Langfristigen Ausschluss von Menschen aus dem Arbeitsmarkt verhindern
Der Umschwung am Arbeitsmarkt trifft den Schweizer Arbeitsmarkt unvermittelt nach einer Phase mit starkem Beschäftigungswachstum. Damit verschieben sich die Akzente der Arbeitsmarktpolitik. In den letzten Jahren standen zwei Fragen im Vordergrund: Wie können Personen mit persönlichen oder gesundheitlichen Handicaps in den Arbeitsmarkt integriert werden? Dabei ging es einerseits darum, den Personen möglichst zu helfen, wieder eine Stelle zu finden. Wir mussten aber auch die Anreize untersuchen, die von unseren Sozialversicherungen ausgingen, damit Personen nicht zu lange ausserhalb der Erwerbswelt bleiben. Zweitens mussten wir sicherstellen, dass die rasche Öffnung des Arbeitsmarktes nach der Einführung der Personenfreizügigkeit und der in der Folge starken Einwanderung nicht zu einem übermässigen Druck insbesondere auf die Löhne der unteren Hälfte der Lohnverteilung führte. Fragen der Gesamtarbeitsverträge und der flankierenden Massnahmen wurden deshalb auch in der Öffentlichkeit stark diskutiert. Mit dem Übergreifen der weltwirtschaftlichen Krise auf die Schweiz sind die traditionellen beschäftigungspolitischen Probleme in den Vordergrund gerückt. Wie könnten wir verhindern, dass zehntausende von Personen längerfristig aus dem Arbeitsmarkt ausgeschlossen werden und später nur mit Mühe oder gar nicht mehr in die Erwerbswelt zurückfinden?Es besteht heute weitgehend Konsens darüber, welche Politikbereiche zur längerfristigen Sicherung der Vollbeschäftigung von Bedeutung sind:− Eine stabilitätsorientierte Makropolitik, welche darauf hinwirkt, dass Rezessionen nicht zu lange dauern und es in einem Abschwung nicht zu einer Ausgrenzung von zehntausenden von Personen aus der Erwerbswelt kommt. Kurz: Die Phase der Rezession und der hohen Arbeitslosigkeit darf nicht zu lange dauern; − ein Aus- und Berufsbildungssystem, welches der Jugend auch in schwierigen Zeiten den Anschluss an die Arbeitswelt ermöglicht;− eine Arbeitslosenversicherung (ALV) und Sozialversicherungen, welche einen guten Schutz gegen den Einkommensausfall gewähren und gleichzeitig Anreize setzen, dass Personen nicht länger als nötig ausserhalb der Erwerbswelt verbleiben.

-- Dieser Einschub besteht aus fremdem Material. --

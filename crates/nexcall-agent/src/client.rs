//! Minimal client for OpenAI-compatible `/chat/completions` endpoints.

use nexcall_types::Turn;
use serde::{Deserialize, Serialize};
use std::fmt;
use std::time::Duration;

use crate::config::LlmConfig;
use crate::error::AgentError;

/// Longest upstream error body kept in [`AgentError::Upstream`].
const MAX_ERROR_BODY_CHARS: usize = 512;

/// Sampling parameters for one completion.
#[derive(Debug, Clone, PartialEq)]
pub struct CompletionParams {
    pub model: String,
    pub temperature: f32,
    pub max_tokens: u32,
}

#[derive(Serialize)]
struct ChatRequest<'a> {
    model: &'a str,
    messages: &'a [Turn],
    temperature: f32,
    max_tokens: u32,
    n: u8,
}

#[derive(Deserialize)]
struct ChatResponse {
    #[serde(default)]
    choices: Vec<Choice>,
}

#[derive(Deserialize)]
struct Choice {
    message: ChoiceMessage,
}

#[derive(Deserialize)]
struct ChoiceMessage {
    #[serde(default)]
    content: Option<String>,
}

#[derive(Clone)]
pub struct ChatClient {
    http: reqwest::Client,
    endpoint: String,
    api_key: String,
}

impl fmt::Debug for ChatClient {
    fn fmt(&self, f: &mut fmt::Formatter<'_>) -> fmt::Result {
        f.debug_struct("ChatClient")
            .field("endpoint", &self.endpoint)
            .field("api_key", &"[REDACTED]")
            .finish()
    }
}

impl ChatClient {
    /// Builds a client whose every request is bounded by `config.timeout_ms`.
    pub fn new(config: &LlmConfig) -> Result<Self, AgentError> {
        if config.base_url.trim().is_empty() {
            return Err(AgentError::Config("llm base_url is empty".to_string()));
        }

        let http = reqwest::Client::builder()
            .timeout(Duration::from_millis(config.timeout_ms))
            .user_agent(concat!("nexcall/", env!("CARGO_PKG_VERSION")))
            .build()?;

        let base = config.base_url.trim_end_matches('/');
        let endpoint = if base.ends_with("/chat/completions") {
            base.to_string()
        } else {
            format!("{}/chat/completions", base)
        };

        Ok(Self {
            http,
            endpoint,
            api_key: config.api_key.clone(),
        })
    }

    pub fn endpoint(&self) -> &str {
        &self.endpoint
    }

    /// Requests exactly one completion for `messages`.
    ///
    /// Returns `Ok(None)` when the backend answered without any content.
    pub async fn complete(
        &self,
        params: &CompletionParams,
        messages: &[Turn],
    ) -> Result<Option<String>, AgentError> {
        let body = ChatRequest {
            model: &params.model,
            messages,
            temperature: params.temperature,
            max_tokens: params.max_tokens,
            n: 1,
        };

        let mut request = self.http.post(&self.endpoint).json(&body);
        if !self.api_key.is_empty() {
            request = request.bearer_auth(&self.api_key);
        }

        let resp = request.send().await?;
        let status = resp.status();
        if !status.is_success() {
            let body = resp.text().await.unwrap_or_default();
            return Err(AgentError::Upstream {
                status: status.as_u16(),
                body: body.chars().take(MAX_ERROR_BODY_CHARS).collect(),
            });
        }

        let parsed: ChatResponse = resp.json().await?;
        Ok(parsed
            .choices
            .into_iter()
            .next()
            .and_then(|choice| choice.message.content)
            .map(|content| content.trim().to_string())
            .filter(|content| !content.is_empty()))
    }
}

#[cfg(test)]
mod tests {
    use super::*;

    #[test]
    fn endpoint_appends_completions_path_once() {
        let mut config = LlmConfig {
            base_url: "http://localhost:8080/v1/".to_string(),
            ..LlmConfig::default()
        };
        let client = ChatClient::new(&config).unwrap();
        assert_eq!(client.endpoint(), "http://localhost:8080/v1/chat/completions");

        config.base_url = "http://localhost:8080/v1/chat/completions".to_string();
        let client = ChatClient::new(&config).unwrap();
        assert_eq!(client.endpoint(), "http://localhost:8080/v1/chat/completions");
    }

    #[test]
    fn empty_base_url_is_rejected() {
        let config = LlmConfig {
            base_url: "  ".to_string(),
            ..LlmConfig::default()
        };
        assert!(matches!(
            ChatClient::new(&config),
            Err(AgentError::Config(_))
        ));
    }
}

Stabilitätsorientierte Makropolitik
Eine das Wirtschaftswachstum stabilisierende Finanz- und Geldpolitik gehört zu den Voraussetzungen für eine erfolgreiche Arbeitsmarktpolitik. Dauern Perioden ohne Wirtschaftswachstum mit rückläufiger Beschäftigung zu lange, werden viele Personen so lange aus der Erwerbswelt ausgeschlossen, dass sie später auch bei wieder besserer Konjunkturlage nur mit Mühe oder nicht mehr in diese zurückfinden. Auch droht in langen Rezessionsphasen die Gefahr, dass zur Verhinderung von sozialer Not Sozialversicherungen derart ausgestaltet werden, dass sie in einer künftigen besseren Wirtschaftslage den raschen Abbau der Arbeitslosigkeit oder der Unterbeschäftigung eher behindern als begünstigen. So wurden in vielen Ländern in Zeiten mit sehr hoher Arbeitslosigkeit Frühpensionierungsmodelle geschaffen, die sich später auch bei besserer Wirtschaftslage als nicht bezahlbar erwiesen haben. Die Orientierung der schweizerischen Stabilitätspolitik wird an anderer Stelle in diesem Heft ausführlich diskutiert.1 In einer kleinen offenen Volkswirtschaft mit einer eigenständigen Währung ist die Geldpolitik das wichtigste Instrument der Konjunkturstabilisierung. Trotzdem wird in den letzten Jahren auch der Finanzpolitik wieder eine etwas grössere Bedeutung beigemessen. Die Schweiz setzt dabei in erster Linie auf sogenannte automatische Stabilisatoren, die in den letzten 10 Jahren ausgebaut wurden. Nicht nur wurde die Schuldenbremse so ausgestaltet, dass sie der Konjunkturlage Rechnung trägt. Auch die Finanzierung der ALV wurde so konzipiert, dass diese die konjunkturelle Entwicklung stabilisiert und nicht wie früher in Rezessionszeiten ständig die Beiträge erhöht werden müssen. Die Grundidee besteht darin, den Beitragssatz so festzulegen, dass die Leistungen im Durchschnitt eines Konjunkturzyklus finanziert werden können. Die Einnahmen entwickeln sich im Gleichschritt mit der wirtschaftlichen Entwicklung, während die Ausgaben in wirtschaftlich schlechten Zeiten steigen und in guten Zeiten fallen. Daraus ergeben sich in Rezessionszeiten Fehlbeträge und steigende Schulden, die in der Hochkonjunktur dank Überschüssen zurückbezahlt werden sollten. Auf diese Weise wirkt die ALV wie eine fiskalpolitische Stabilisierungsmassnahme, wobei Zeitpunkt und Dosierung direkt vom Ausmass der konjunkturellen Schwankung bzw. deren Auswirkungen auf die Arbeitslosigkeit abhängen. Deshalb sprechen wir von automatischen Stabilisatoren.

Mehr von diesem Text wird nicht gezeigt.